use std::{ffi::CStr, net::Ipv4Addr, ptr};

use bitflags::bitflags;
use log::debug;

use crate::Error;

bitflags! {
    /// Network interface flags.
    pub struct IfFlags: u32 {
        /// Set if the interface is up
        const UP = libc::IFF_UP as u32;
        /// Set if the interface is a loopback interface
        const LOOPBACK = libc::IFF_LOOPBACK as u32;
        /// Set if the interface is running
        const RUNNING = libc::IFF_RUNNING as u32;
        /// Set if the interface receives all packets on its link
        const PROMISC = libc::IFF_PROMISC as u32;
    }
}

impl From<u32> for IfFlags {
    fn from(flags: u32) -> Self {
        IfFlags::from_bits_truncate(flags)
    }
}

#[derive(Debug, Clone, PartialEq, Eq)]
/// A host network interface and its IPv4 addresses.
pub struct Device {
    /// The name of the interface
    pub name: String,
    /// IPv4 addresses assigned to this interface
    pub addresses: Vec<Ipv4Addr>,
    /// Interface flags
    pub flags: IfFlags,
}

impl Device {
    pub fn new(name: String, addresses: Vec<Ipv4Addr>, flags: IfFlags) -> Device {
        Device {
            name,
            addresses,
            flags,
        }
    }

    pub fn is_loopback(&self) -> bool {
        self.flags.contains(IfFlags::LOOPBACK)
    }

    pub fn is_up(&self) -> bool {
        self.flags.contains(IfFlags::UP)
    }

    /// Returns every interface of the host that has at least one IPv4 address, in the order
    /// `getifaddrs` reports them.
    pub fn list() -> Result<Vec<Device>, Error> {
        unsafe {
            Device::with_all_ifaddrs(|mut ifa| {
                let mut devices: Vec<Device> = vec![];
                while !ifa.is_null() {
                    if let Some(addr) = convert_sockaddr((*ifa).ifa_addr) {
                        let name = CStr::from_ptr((*ifa).ifa_name)
                            .to_string_lossy()
                            .into_owned();
                        match devices.iter_mut().find(|d| d.name == name) {
                            Some(dev) => dev.addresses.push(addr),
                            None => devices.push(Device::new(
                                name,
                                vec![addr],
                                IfFlags::from((*ifa).ifa_flags as u32),
                            )),
                        }
                    }
                    ifa = (*ifa).ifa_next;
                }
                Ok(devices)
            })
        }
    }

    /// Picks the local address a capture socket should bind to.
    ///
    /// Falls back to `0.0.0.0` when no usable address exists or the interfaces cannot be listed.
    pub fn lookup_bind_address() -> Ipv4Addr {
        match Device::list() {
            Ok(devices) => select_bind_address(&devices),
            Err(e) => {
                debug!("interface lookup failed, binding to wildcard: {}", e);
                Ipv4Addr::UNSPECIFIED
            }
        }
    }

    unsafe fn with_all_ifaddrs<T, F>(func: F) -> Result<T, Error>
    where
        F: FnOnce(*mut libc::ifaddrs) -> Result<T, Error>,
    {
        let mut all: *mut libc::ifaddrs = ptr::null_mut();
        if libc::getifaddrs(&mut all) != 0 {
            return Err(Error::ErrnoError(errno::errno()));
        }
        let result = func(all);
        libc::freeifaddrs(all);
        result
    }
}

/// Returns the first non-loopback, non-wildcard IPv4 address of an interface that is up, or
/// `0.0.0.0` when there is none.
pub fn select_bind_address(devices: &[Device]) -> Ipv4Addr {
    devices
        .iter()
        .filter(|dev| dev.is_up() && !dev.is_loopback())
        .flat_map(|dev| dev.addresses.iter())
        .find(|addr| !addr.is_loopback() && !addr.is_unspecified())
        .copied()
        .unwrap_or(Ipv4Addr::UNSPECIFIED)
}

unsafe fn convert_sockaddr(ptr: *const libc::sockaddr) -> Option<Ipv4Addr> {
    if ptr.is_null() {
        return None;
    }

    match (*ptr).sa_family as i32 {
        libc::AF_INET => {
            let ptr = ptr as *const libc::sockaddr_in;
            Some(u32::from_be((*ptr).sin_addr.s_addr).into())
        }
        _ => None,
    }
}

====

* **Problem to solve**: Scan the entries above for the word "struct" and collect each line holding it.

* **Reply to the exercise**:
    pub struct IfFlags: u32 {
pub struct Device {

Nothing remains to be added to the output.